‘Yes,’ he admitted. ‘Costa spoke to me after the wedding.’
Her face lost all colour.
‘He was concerned about what might happen, as was I.’
‘Galen, we hadn’t spoken for nearly two decades—don’t play the white knight here. You didn’t give a damn until Costa asked you to step in. If he hadn’t asked you to hire me, then Nemo’s arrest would have been something you skimmed through on the news.’
‘No.’
‘Yes,’ she said. ‘Absolutely yes. You cut off contact the day you left. This was nothing more than a favour to Costa.’

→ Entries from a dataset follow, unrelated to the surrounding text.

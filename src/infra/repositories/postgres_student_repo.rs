use crate::domain::{models::student::Student, ports::StudentRepository};
use crate::error::AppError;
use async_trait::async_trait;
use sqlx::PgPool;

pub struct PostgresStudentRepo {
    pool: PgPool,
}

impl PostgresStudentRepo {
    pub fn new(pool: PgPool) -> Self {
        Self { pool }
    }
}

#[async_trait]
impl StudentRepository for PostgresStudentRepo {
    async fn create(&self, student: &Student) -> Result<Student, AppError> {
        sqlx::query_as::<_, Student>("INSERT INTO students (id, name, created_at) VALUES ($1, $2, $3) RETURNING *")
            .bind(&student.id)
            .bind(&student.name)
            .bind(student.created_at)
            .fetch_one(&self.pool)
            .await
            .map_err(AppError::Database)
    }

    async fn find_by_id(&self, id: &str) -> Result<Option<Student>, AppError> {
        sqlx::query_as::<_, Student>("SELECT * FROM students WHERE id = $1")
            .bind(id)
            .fetch_optional(&self.pool)
            .await
            .map_err(AppError::Database)
    }

    async fn list(&self) -> Result<Vec<Student>, AppError> {
        sqlx::query_as::<_, Student>("SELECT * FROM students ORDER BY name ASC")
            .fetch_all(&self.pool)
            .await
            .map_err(AppError::Database)
    }
}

‘I don’t agree,’ Galen refuted.
‘I don’t recall you sending flowers when Dimitrios died. I don’t recall—’
‘He was just some guy from home who died on a boat,’ Galen snapped back. ‘Boo-hoo.’ He stopped himself from voicing his emerging thoughts on her husband. ‘You’re wrong, Roula, because, had I read this news I’d have been on your to-do list to call.’
‘Rubbish!’ She was furious. ‘Do not move me around like a chess piece! You don’t get to decide when I’m in trouble, or...’
Her anger was white-hot, and perhaps out of proportion. Irrational, even. But this hurt at a level he could not know. Where had White Knight Galen been when she’d really needed him? Where had her friend been then?
‘My God, Galen!’ She was close to shouting—close to telling him that this was nothing,nothingcompared to what she’d endured. ‘Don’t you dare control my life. Don’t you dare play God with my career.’
‘Damn it, Roula...’
She had her phone out now and was calling for a taxi, or trying to. She was shaking with anger.
‘Don’t go like this.’
‘Oh, I’m going.’
She was. Galen could see that.
Seriously, she was going to walk right out onto the street in pyjamas and in a rage.
He said the only thing he could think of. ‘I’ll drive you.’
Roula told him what he could do with that suggestion, and not politely. But he would not let her leave like this.
‘I’m driving you. I will not talk. I will not ask to come in. I will apologise. In fact, I’ll do that now. I am sorry. However...’ Galen took a breath. ‘You are in pyjamas, and I think it best that I see you safely back to your apartment.’
She looked down to her candy-striped pyjamas and bare feet and he saw a tiny flicker of logic occurring in her angry mind.
‘Yes,’ she said, ‘but I don’t accept your apology.’
It wasn’t the gentlest end to their hideaway.
Galen kept to his word and said nothing as he drove her the short distance home, and Roula sat there, angry, embarrassed and hurting.
And conflicted.
The raw edges of her anger were receding, but instead of calm invading her there was a new and unfamiliar turbulence rattling her. His car glided through the streets, yet she felt as if there should be oxygen masks dropping down and bells pinging.
She’d never been so angry in front of someone.
Never dared to be.
And certainly she had not expected to be driven home.